Bass and drums also do a great job of holding their own on this record. Cook has some tasteful fills and a few good set-ups to go with the band’s hits. Auxiliary percussion also is a nice touch and adds some sophistication and some texture to different tracks. Instead of beating his kit to death, the drummer has realized that, once again, less is more and musical is better than technical. John Jowitt shows versatility not in just the different feels and styles that the ensemble goes through, but also different tones which the bass is capable of. Bass is not a trebly, twang-fest anymore but actually an instrument with its own place in the mix. On “Red Dust Shadow” he even pulls out the vocal-esque fretless and digs in. On other songs he also demonstrates classic rock tone for all of you traditionalists out there. Not to mention he experiments with pedal effects – that’s right, pedals are no longer just for guitarists (they never really have been, but…)!

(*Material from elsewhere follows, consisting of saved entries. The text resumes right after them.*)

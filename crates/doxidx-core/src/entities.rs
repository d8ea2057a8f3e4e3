//! HTML entity decoding for display labels.
//!
//! Doxygen HTML-escapes the scope text it puts in target labels
//! (`std::array&lt; int, 2 &gt; &amp;size`). The browser widget renders
//! those through the DOM; terminal output has to decode them itself. Only
//! the named entities that actually occur in generated output are handled,
//! plus decimal/hex numeric references. Unknown entities pass through
//! verbatim.

/// Decode HTML entities in `s`. Returns the input unchanged (no allocation
/// beyond the output string) when no `&` is present.
pub fn decode(s: &str) -> String {
    if !s.contains('&') {
        return s.to_string();
    }

    let mut out = String::with_capacity(s.len());
    let mut rest = s;
    while let Some(amp) = rest.find('&') {
        out.push_str(&rest[..amp]);
        rest = &rest[amp..];
        match decode_one(rest) {
            Some((c, consumed)) => {
                out.push(c);
                rest = &rest[consumed..];
            }
            None => {
                out.push('&');
                rest = &rest[1..];
            }
        }
    }
    out.push_str(rest);
    out
}

/// Try to decode a single entity at the start of `s` (which begins with
/// `&`). Returns the decoded char and the byte length consumed.
fn decode_one(s: &str) -> Option<(char, usize)> {
    let semi = s.find(';')?;
    if semi > 12 {
        return None; // not an entity, just a stray ampersand
    }
    let body = &s[1..semi];
    let c = match body {
        "amp" => '&',
        "lt" => '<',
        "gt" => '>',
        "quot" => '"',
        "apos" => '\'',
        "nbsp" => ' ',
        _ => {
            let value = if let Some(hex) = body.strip_prefix("#x").or_else(|| body.strip_prefix("#X")) {
                u32::from_str_radix(hex, 16).ok()?
            } else if let Some(dec) = body.strip_prefix('#') {
                dec.parse().ok()?
            } else {
                return None;
            };
            char::from_u32(value)?
        }
    };
    Some((c, semi + 1))
}
//! Fragment discovery — maps a docs tree to the set of index files to load.
//!
//! Fragment files are named `<stem>_<slot>.js` where `<stem>` is a category
//! (`all`, `functions`, …) and `<slot>` is a hex digest of the first key
//! character (`all_3.js`, `functions_b.js`). Everything else in the search
//! directory (`search.js`, css, html) is skipped.
//!
//! Discovery order is deterministic — sorted by (category, slot, path) — so
//! the index's last-wins merge policy is reproducible across runs.

use crate::ScanError;
use doxidx_core::{fragment, Fragment, Index, SymbolCategory};
use regex::Regex;
use std::fs;
use std::path::{Path, PathBuf};
use std::sync::OnceLock;

/// One discovered fragment file.
#[derive(Debug, Clone, PartialEq, Eq)]
pub struct FragmentFile {
    pub path: PathBuf,
    pub category: SymbolCategory,
    /// The hex slot from the file name (`"3"` in `all_3.js`).
    pub slot: String,
}

fn fragment_name() -> &'static Regex {
    static RE: OnceLock<Regex> = OnceLock::new();
    RE.get_or_init(|| {
        Regex::new(r"^([a-z]+)_([0-9a-f]+)\.js$").expect("fragment name pattern is valid")
    })
}

/// Classify a path as a fragment file, or `None` for auxiliary files.
pub fn classify(path: &Path) -> Option<FragmentFile> {
    let name = path.file_name()?.to_str()?;
    let caps = fragment_name().captures(name)?;
    let category = SymbolCategory::from_stem(&caps[1])?;
    Some(FragmentFile {
        path: path.to_path_buf(),
        category,
        slot: caps[2].to_string(),
    })
}

/// Resolve `root` to the search directory itself. Accepts the search dir,
/// the `html/` dir that contains it, or the docs root above that.
pub fn resolve_search_dir(root: &Path) -> Result<PathBuf, ScanError> {
    if root.file_name().is_some_and(|n| n == "search") && root.is_dir() {
        return Ok(root.to_path_buf());
    }
    for candidate in [root.join("search"), root.join("html").join("search")] {
        if candidate.is_dir() {
            return Ok(candidate);
        }
    }
    Err(ScanError::MissingIndex { path: root.to_path_buf() })
}

/// Enumerate the fragment files in `search_dir`, in deterministic
/// (category, slot, path) order.
pub fn discover(search_dir: &Path) -> Result<Vec<FragmentFile>, ScanError> {
    let entries = fs::read_dir(search_dir).map_err(|e| ScanError::io(search_dir, e))?;

    let mut files = Vec::new();
    for entry in entries {
        let entry = entry.map_err(|e| ScanError::io(search_dir, e))?;
        let path = entry.path();
        match classify(&path) {
            Some(file) => files.push(file),
            None => tracing::debug!(path = %path.display(), "skipping non-fragment file"),
        }
    }

    files.sort_unstable_by(|a, b| {
        (a.category, &a.slot, &a.path).cmp(&(b.category, &b.slot, &b.path))
    });
    tracing::debug!(files = files.len(), dir = %search_dir.display(), "discovered fragments");
    Ok(files)
}

/// Read and parse each file, preserving order. The first malformed file
/// aborts the load with its path attached.
pub fn load_files(files: &[FragmentFile]) -> Result<Vec<Fragment>, ScanError> {
    files
        .iter()
        .map(|file| {
            let source = fs::read_to_string(&file.path)
                .map_err(|e| ScanError::io(&file.path, e))?;
            let frag = fragment::parse(&source).map_err(|e| ScanError::Parse {
                path: file.path.clone(),
                source: e,
            })?;
            tracing::debug!(
                path = %file.path.display(),
                records = frag.entries.len(),
                "parsed fragment"
            );
            Ok(frag)
        })
        .collect()
}

/// Discover, read, and merge the fragments under `root` into an [`Index`].
///
/// With `category = Some(c)` only that family is loaded. With `None`, the
/// `all` family is loaded when present — it subsumes the per-category files
/// but numbers its keys independently, so mixing the two would double up
/// symbols — and everything otherwise.
pub fn load_dir(root: &Path, category: Option<SymbolCategory>) -> Result<Index, ScanError> {
    let search_dir = resolve_search_dir(root)?;
    let mut files = discover(&search_dir)?;

    match category {
        Some(wanted) => files.retain(|f| f.category == wanted),
        None => {
            if files.iter().any(|f| f.category == SymbolCategory::All) {
                files.retain(|f| f.category == SymbolCategory::All);
            }
        }
    }

    let fragments = load_files(&files)?;
    let index = Index::load(fragments);
    tracing::info!(
        files = files.len(),
        entries = index.len(),
        dir = %search_dir.display(),
        "search index loaded"
    );
    Ok(index)
}

// ---------------------------------------------------------------------------
// Tests
// ---------------------------------------------------------------------------

#[cfg(test)]
mod tests {
    use super::*;

    #[test]
    fn classifies_fragment_names() {
        let file = classify(Path::new("all_3.js")).unwrap();
        assert_eq!(file.category, SymbolCategory::All);
        assert_eq!(file.slot, "3");

        let file = classify(Path::new("search/functions_b.js")).unwrap();
        assert_eq!(file.category, SymbolCategory::Functions);
        assert_eq!(file.slot, "b");
    }

    #[test]
    fn skips_auxiliary_files() {
        for name in ["search.js", "searchdata.js", "nomatches.html", "all_3.js.bak", "mag_sel.svg"] {
            assert_eq!(classify(Path::new(name)), None, "{name} should be skipped");
        }
    }

    #[test]
    fn skips_unknown_stems() {
        assert_eq!(classify(Path::new("widgets_3.js")), None);
    }
}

Which brings up guitar; the guitar in IQ is well-used and isn’t overpowering as it is in most ensembles. It is simply enough to deliver added contrast, melody, and the occasional solo, such as the one in “You Never Will.” Vocals for the most part are decent in a prog rock kind of way. Look at The Mars Volta or Mastodon, classically trained vocals are clearly not the emphasis. One comment (mentioned later as well) is that since harmonized vocals add such a nice polish to the band’s music, why not make a little more use of them? With a little extra harmony, they would be less of a back seat feature to the album and maybe would even seem a little less nasal. Maybe I’m just too used to all of the things that Steve Wilson does with vocals, but a little extra pizzazz to spruce up these plain vocal melodies wouldn’t hurt, especially being a progressive band.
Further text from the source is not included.